Keywords: Difficult airway, gross hydrocephalus, ventriculoperitoneal shunt

How to cite this article:
Radhika B, Jasmitha K, Peyyety JS, Ray AS, Rao MH. Role of anaesthesiologist in the management of an infant with hydrocephalus for shunt surgery. J Clin Sci Res 2022;11, Suppl S1:34-7

How to cite this URL:
Radhika B, Jasmitha K, Peyyety JS, Ray AS, Rao MH. Role of anaesthesiologist in the management of an infant with hydrocephalus for shunt surgery. J Clin Sci Res [serial online] 2022 [cited 2022 Oct 6];11, Suppl S1:34-7. Available from: https://www.jcsr.co.in/text.asp?2022/11/5/34/355063

  Introduction Top

Hydrocephalus is a Greek word hydro means water and cephalus means head, a condition in which there is an excessive accumulation of cerebrospinal fluid (CSF), resulting from increased production or decreased absorption of CSF. Hydrocephalus may be of two types, namely communicating or non-communicating (obstructive) hydrocephalus. Hydrocephalus cases require thorough preoperative anaesthetic assessment to rule out the congenital defects, delayed milestones and difficult airway assessment. Here, we present a case of a 9-month-old male patient with gross hydrocephalus and discuss the anaesthestic consideration.[1],[2],[3],[4]

  Case Report Top

A 9-month-old male infant presented to the emergency room with chief complaints of excessive cry for the last 10 days, decreased alertness for the last 1 week, decreased activity for the last 1 week, developed regurgitation of feeds and failure to thrive with progressive hydrocephalus since birth. The patient was delivered via caesarean section at 8 months 2 week of age; the indication for early caesarean section was oligohydramnios. The patient had one episode of seizure at 1 month of age and admitted in the neonatal intensive care unit for 21 days; the baby was diagnosed meningoencephalitis. Intravenous (IV) antibiotics were administered and ventriculoperitoneal (VP) shunt surgery was advised in view of hydrocephalus. VP shunt could not be done immediately due to poor general condition.

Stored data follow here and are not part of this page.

//! Meal service trait definition.

use crate::dto::{CreateMealRequest, MealResponse, UpdateMealRequest};
use bistro_core::{BistroResult, Interface, MealId};
use async_trait::async_trait;

/// Meal service trait.
#[async_trait]
pub trait MealService: Interface + Send + Sync {
    /// Creates a new meal.
    async fn create_meal(&self, request: CreateMealRequest) -> BistroResult<MealResponse>;

    /// Lists all meals with their ratings.
    async fn list_meals(&self) -> BistroResult<Vec<MealResponse>>;

    /// Gets a meal by ID through the cache.
    async fn get_meal(&self, id: MealId) -> BistroResult<MealResponse>;

    /// Lists the popular-meal snapshots as stored in the cache.
    async fn popular_meals(&self) -> BistroResult<Vec<String>>;

    /// Updates a meal and refreshes its cached state.
    async fn update_meal(&self, id: MealId, request: UpdateMealRequest) -> BistroResult<MealResponse>;

    /// Deletes a meal and drops its cached state.
    async fn delete_meal(&self, id: MealId) -> BistroResult<()>;
}
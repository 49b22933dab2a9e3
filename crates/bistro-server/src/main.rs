//! # Bistro Server
//!
//! Main entry point: loads configuration, wires the meal service over MySQL
//! and the cache store, and serves the REST API until shutdown.

use bistro_config::{AppConfig, ConfigLoader};
use bistro_core::telemetry::{init_logging, LogFormat};
use bistro_core::{BistroError, BistroResult};
use bistro_repository::{create_pool, DatabaseHealthCheck, DatabasePoolInterface};
use bistro_rest::{create_router, AppState};
use bistro_server::di::{
    build_monolithic_module, create_redis_pool, CacheResolver, DatabaseResolver, ServiceResolver,
};
use bistro_server::startup::{print_banner, print_startup_info, shutdown_signal};
use bistro_service::CacheHealthCheck;
use std::sync::Arc;
use tracing::{error, info};

#[tokio::main]
async fn main() {
    let config = match ConfigLoader::from_default_location() {
        Ok(loader) => loader.get(),
        Err(e) => {
            eprintln!("Failed to load configuration: {}", e);
            std::process::exit(1);
        }
    };

    if let Err(e) = init_logging(
        &config.observability.log_level,
        LogFormat::from_name(&config.observability.log_format),
    ) {
        eprintln!("Failed to initialize logging: {}", e);
    }

    print_banner();
    info!("Starting {} v{}", config.app.name, env!("CARGO_PKG_VERSION"));
    info!("Environment: {}", config.app.environment);

    if let Err(e) = run(config).await {
        error!("Application error: {}", e);
        std::process::exit(1);
    }
}

async fn run(config: AppConfig) -> BistroResult<()> {
    let db_pool = create_pool(&config.database).await?;
    if config.database.run_migrations {
        db_pool.run_migrations().await?;
    }

    let redis_pool = create_redis_pool(&config.redis)?;
    let module = build_monolithic_module(&db_pool, redis_pool.clone(), &config.cache);

    let app_state = AppState::new(module.meal_service())
        .with_health_check(Arc::new(DatabaseHealthCheck::new(module.database_pool())))
        .with_health_check(Arc::new(CacheHealthCheck::new(module.cache_store())));

    let router = create_router(app_state, &config.server);

    let rest_addr = config.server.rest_addr();
    let listener = tokio::net::TcpListener::bind(&rest_addr)
        .await
        .map_err(|e| BistroError::Internal(format!("Failed to bind REST: {}", e)))?;

    print_startup_info(&config);
    info!("Starting REST server on http://{}", rest_addr);

    let served = axum::serve(listener, router)
        .with_graceful_shutdown(shutdown_signal())
        .await
        .map_err(|e| BistroError::Internal(format!("REST server error: {}", e)));

    module.database_pool().close().await;
    if let Some(pool) = redis_pool {
        pool.close();
        info!("Redis pool closed");
    }

    served?;
    info!("Server shutdown complete");
    Ok(())
}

On examination, the infant weighed 14 Kg and was drowsy. AUPN scale baby stand for P à Crying, moving, withdrawing to painful stimuli/touch. Tone was appropriate with good muscle bulk. Pupils were bilaterally reacting to light. He had head circumference of 55 cm and both anterior and posterior fontanelles were enlarged; bulging was present in the anterior fontanelle and positive sunset sign present. The cardiac, respiratory and abdominal examinations were normal. Of particular note, there were no murmur, palpable heart sounds and thrills. Computed tomography (CT) of the brain showed dilated lateral and third ventricle with tinning of cortex with normal fourth ventricle. The infant was posted for emergency VP shunt.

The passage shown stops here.